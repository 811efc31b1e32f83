use super::errors::AgentError;
use super::models::{AgentOptions, AgentState, ChatInput};
use super::prompt;
use super::transcript::map_history;
use crate::application::tooling::{ToolDescriptor, ToolServerInterface};
use crate::infrastructure::metrics::Metrics;
use crate::infrastructure::model::{ModelProvider, ModelRequest, ModelResponse, ToolSchema};
use crate::types::{ChatMessage, ToolCallRequest};
use serde_json::Value;
use std::sync::Arc;
use std::time::Instant;
use tracing::{debug, error, info, warn};

enum AgentPhase {
    CallModel,
    ExecuteTools(Vec<ToolCallRequest>),
    Done(String),
}

/// Drives the model/tool alternation for one chat message at a time.
/// Holds no per-request state, so a single instance serves concurrent chats.
pub struct Agent<P: ModelProvider> {
    provider: P,
    tools: Arc<dyn ToolServerInterface>,
    metrics: Arc<Metrics>,
    options: AgentOptions,
}

impl<P: ModelProvider> Agent<P> {
    pub fn new(
        provider: P,
        tools: Arc<dyn ToolServerInterface>,
        metrics: Arc<Metrics>,
        options: AgentOptions,
    ) -> Self {
        Self {
            provider,
            tools,
            metrics,
            options,
        }
    }

    /// Always returns text. Failures are logged and turned into the
    /// language-appropriate apology.
    pub async fn chat(&self, input: ChatInput) -> String {
        let started = Instant::now();
        let interface = input.interface.clone();
        let language = input.language.clone();
        let session_id = input.session_id.clone();

        let reply = match self.run(input).await {
            Ok(reply) => reply,
            Err(err) => {
                error!(
                    session_id = session_id.as_str(),
                    interface = interface.as_str(),
                    error = %err,
                    "Agent loop failed"
                );
                self.metrics.record_chat_error(interface.as_str(), err.kind());
                err.user_message(&language)
            }
        };

        self.metrics
            .record_chat(interface.as_str(), language.as_str(), started.elapsed());
        reply
    }

    /// The loop itself; errors surface here and are absorbed by [`Agent::chat`].
    pub async fn run(&self, input: ChatInput) -> Result<String, AgentError> {
        let mut state = self.initial_state(input);
        info!(
            session_id = state.session_id.as_str(),
            user_id = state.user_id.as_str(),
            interface = state.interface.as_str(),
            messages = state.messages.len(),
            "Agent run started"
        );

        let mut iterations = 0;
        let mut phase = AgentPhase::CallModel;
        loop {
            phase = match phase {
                AgentPhase::CallModel => {
                    let message = self.call_model(&state).await?.message;
                    if !message.has_tool_calls() {
                        AgentPhase::Done(message.content)
                    } else {
                        if iterations >= self.options.max_iterations {
                            warn!(
                                session_id = state.session_id.as_str(),
                                limit = self.options.max_iterations,
                                "Model kept requesting tools past the iteration limit"
                            );
                            return Err(AgentError::IterationLimit {
                                limit: self.options.max_iterations,
                            });
                        }
                        iterations += 1;
                        let calls = message.tool_calls.clone();
                        state.messages.push(message);
                        AgentPhase::ExecuteTools(calls)
                    }
                }
                AgentPhase::ExecuteTools(calls) => {
                    let snapshot = self.tools.available_tools().await;
                    for call in calls {
                        let content = self.dispatch(&snapshot, &call, &state.session_id).await;
                        state.messages.push(ChatMessage::tool_result(call.id, content));
                    }
                    AgentPhase::CallModel
                }
                AgentPhase::Done(reply) => {
                    info!(
                        session_id = state.session_id.as_str(),
                        iterations, "Agent returned final response"
                    );
                    if reply.is_empty() {
                        return Ok(prompt::empty_response(&state.language).to_string());
                    }
                    return Ok(reply);
                }
            };
        }
    }

    fn initial_state(&self, input: ChatInput) -> AgentState {
        let mut messages = Vec::with_capacity(input.history.len() + 2);
        messages.push(ChatMessage::system(prompt::system_prompt(
            &input.interface,
            &input.language,
        )));
        messages.extend(map_history(&input.history));
        messages.push(ChatMessage::user(input.message));

        AgentState {
            messages,
            user_id: input.user_id,
            session_id: input.session_id,
            interface: input.interface,
            language: input.language,
        }
    }

    /// Tool schemas are rebuilt from the registry snapshot on every call.
    async fn call_model(&self, state: &AgentState) -> Result<ModelResponse, AgentError> {
        let snapshot = self.tools.available_tools().await;
        let request = ModelRequest {
            model: self.options.model.clone(),
            messages: state.messages.clone(),
            tools: snapshot.iter().map(ToolSchema::from).collect(),
            session_id: Some(state.session_id.clone()),
        };
        debug!(
            session_id = state.session_id.as_str(),
            messages = request.messages.len(),
            tools = request.tools.len(),
            "Submitting turn to model provider"
        );

        let result = self
            .options
            .retry
            .run("model_call", || {
                let request = request.clone();
                async move {
                    let started = Instant::now();
                    let result = self.provider.chat(request).await;
                    self.metrics
                        .record_model_call(&self.options.model, started.elapsed());
                    result
                }
            })
            .await?;
        Ok(result)
    }

    async fn dispatch(
        &self,
        snapshot: &[ToolDescriptor],
        call: &ToolCallRequest,
        session_id: &str,
    ) -> String {
        let Some(owner) = snapshot.iter().find(|tool| tool.name == call.name) else {
            warn!(session_id, tool = call.name.as_str(), "Model requested unknown tool");
            return format!("Error: Tool {} not found", call.name);
        };

        info!(
            session_id,
            server = owner.owning_server.as_str(),
            tool = call.name.as_str(),
            "Executing tool"
        );
        match self
            .tools
            .invoke_tool(&owner.owning_server, &call.name, call.arguments.clone())
            .await
        {
            Ok(Value::String(text)) => text,
            Ok(value) => value.to_string(),
            Err(err) => {
                warn!(
                    session_id,
                    server = owner.owning_server.as_str(),
                    tool = call.name.as_str(),
                    error = %err,
                    "Tool call failed"
                );
                format!("Error: {err}")
            }
        }
    }
}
* * * * *
Each line of the listing has to be reproduced exactly.

repository 811efc31b1e32f83
use super::errors::AgentError;
use super::models::{AgentOptions, AgentState, ChatInput};
use super::prompt;
use super::transcript::map_history;
use crate::application::tooling::{ToolDescriptor, ToolServerInterface};
use crate::infrastructure::metrics::Metrics;
use crate::infrastructure::model::{ModelProvider, ModelRequest, ModelResponse, ToolSchema};
use crate::types::{ChatMessage, ToolCallRequest};
use serde_json::Value;
use std::sync::Arc;
use std::time::Instant;
use tracing::{debug, error, info, warn};

enum AgentPhase {
    CallModel,
    ExecuteTools(Vec<ToolCallRequest>),
    Done(String),
}

/// Drives the model/tool alternation for one chat message at a time.
/// Holds no per-request state, so a single instance serves concurrent chats.
pub struct Agent<P: ModelProvider> {
    provider: P,
    tools: Arc<dyn ToolServerInterface>,
    metrics: Arc<Metrics>,
    options: AgentOptions,
}

impl<P: ModelProvider> Agent<P> {
    pub fn new(
        provider: P,
        tools: Arc<dyn ToolServerInterface>,
        metrics: Arc<Metrics>,
        options: AgentOptions,
    ) -> Self {
        Self {
            provider,
            tools,
            metrics,
            options,
        }
    }

    /// Always returns text. Failures are logged and turned into the
    /// language-appropriate apology.
    pub async fn chat(&self, input: ChatInput) -> String {
        let started = Instant::now();
        let interface = input.interface.clone();
        let language = input.language.clone();
        let session_id = input.session_id.clone();

        let reply = match self.run(input).await {
            Ok(reply) => reply,
            Err(err) => {
                error!(
                    session_id = session_id.as_str(),
                    interface = interface.as_str(),
                    error = %err,
                    "Agent loop failed"
                );
                self.metrics.record_chat_error(interface.as_str(), err.kind());
                err.user_message(&language)
            }
        };

        self.metrics
            .record_chat(interface.as_str(), language.as_str(), started.elapsed());
        reply
    }

    /// The loop itself; errors surface here and are absorbed by [`Agent::chat`].
    pub async fn run(&self, input: ChatInput) -> Result<String, AgentError> {
        let mut state = self.initial_state(input);
        info!(
            session_id = state.session_id.as_str(),
            user_id = state.user_id.as_str(),
            interface = state.interface.as_str(),
            messages = state.messages.len(),
            "Agent run started"
        );

        let mut iterations = 0;
        let mut phase = AgentPhase::CallModel;
        loop {
            phase = match phase {
                AgentPhase::CallModel => {
                    let message = self.call_model(&state).await?.message;
                    if !message.has_tool_calls() {
                        AgentPhase::Done(message.content)
                    } else {
                        if iterations >= self.options.max_iterations {
                            warn!(
                                session_id = state.session_id.as_str(),
                                limit = self.options.max_iterations,
                                "Model kept requesting tools past the iteration limit"
                            );
                            return Err(AgentError::IterationLimit {
                                limit: self.options.max_iterations,
                            });
                        }
                        iterations += 1;
                        let calls = message.tool_calls.clone();
                        state.messages.push(message);
                        AgentPhase::ExecuteTools(calls)
                    }
                }
                AgentPhase::ExecuteTools(calls) => {
                    let snapshot = self.tools.available_tools().await;
                    for call in calls {
                        let content = self.dispatch(&snapshot, &call, &state.session_id).await;
                        state.messages.push(ChatMessage::tool_result(call.id, content));
                    }
                    AgentPhase::CallModel
                }
                AgentPhase::Done(reply) => {
                    info!(
                        session_id = state.session_id.as_str(),
                        iterations, "Agent returned final response"
                    );
                    if reply.is_empty() {
                        return Ok(prompt::empty_response(&state.language).to_string());
                    }
                    return Ok(reply);
                }
            };
        }
    }

    fn initial_state(&self, input: ChatInput) -> AgentState {
        let mut messages = Vec::with_capacity(input.history.len() + 2);
        messages.push(ChatMessage::system(prompt::system_prompt(
            &input.interface,
            &input.language,
        )));
        messages.extend(map_history(&input.history));
        messages.push(ChatMessage::user(input.message));

        AgentState {
            messages,
            user_id: input.user_id,
            session_id: input.session_id,
            interface: input.interface,
            language: input.language,
        }
    }

    /// Tool schemas are rebuilt from the registry snapshot on every call.
    async fn call_model(&self, state: &AgentState) -> Result<ModelResponse, AgentError> {
        let snapshot = self.tools.available_tools().await;
        let request = ModelRequest {
            model: self.options.model.clone(),
            messages: state.messages.clone(),
            tools: snapshot.iter().map(ToolSchema::from).collect(),
            session_id: Some(state.session_id.clone()),
        };
        debug!(
            session_id = state.session_id.as_str(),
            messages = request.messages.len(),
            tools = request.tools.len(),
            "Submitting turn to model provider"
        );

        let result = self
            .options
            .retry
            .run("model_call", || {
                let request = request.clone();
                async move {
                    let started = Instant::now();
                    let result = self.provider.chat(request).await;
                    self.metrics
                        .record_model_call(&self.options.model, started.elapsed());
                    result
                }
            })
            .await?;
        Ok(result)
    }

    async fn dispatch(
        &self,
        snapshot: &[ToolDescriptor],
        call: &ToolCallRequest,
        session_id: &str,
    ) -> String {
        let Some(owner) = snapshot.iter().find(|tool| tool.name == call.name) else {
            warn!(session_id, tool = call.name.as_str(), "Model requested unknown tool");
            return format!("Error: Tool {} not found", call.name);
        };

        info!(
            session_id,
            server = owner.owning_server.as_str(),
            tool = call.name.as_str(),
            "Executing tool"
        );
        match self
            .tools
            .invoke_tool(&owner.owning_server, &call.name, call.arguments.clone())
            .await
        {
            Ok(Value::String(text)) => text,
            Ok(value) => value.to_string(),
            Err(err) => {
                warn!(
                    session_id,
                    server = owner.owning_server.as_str(),
                    tool = call.name.as_str(),
                    error = %err,
                    "Tool call failed"
                );
                format!("Error: {err}")
            }
        }
    }
}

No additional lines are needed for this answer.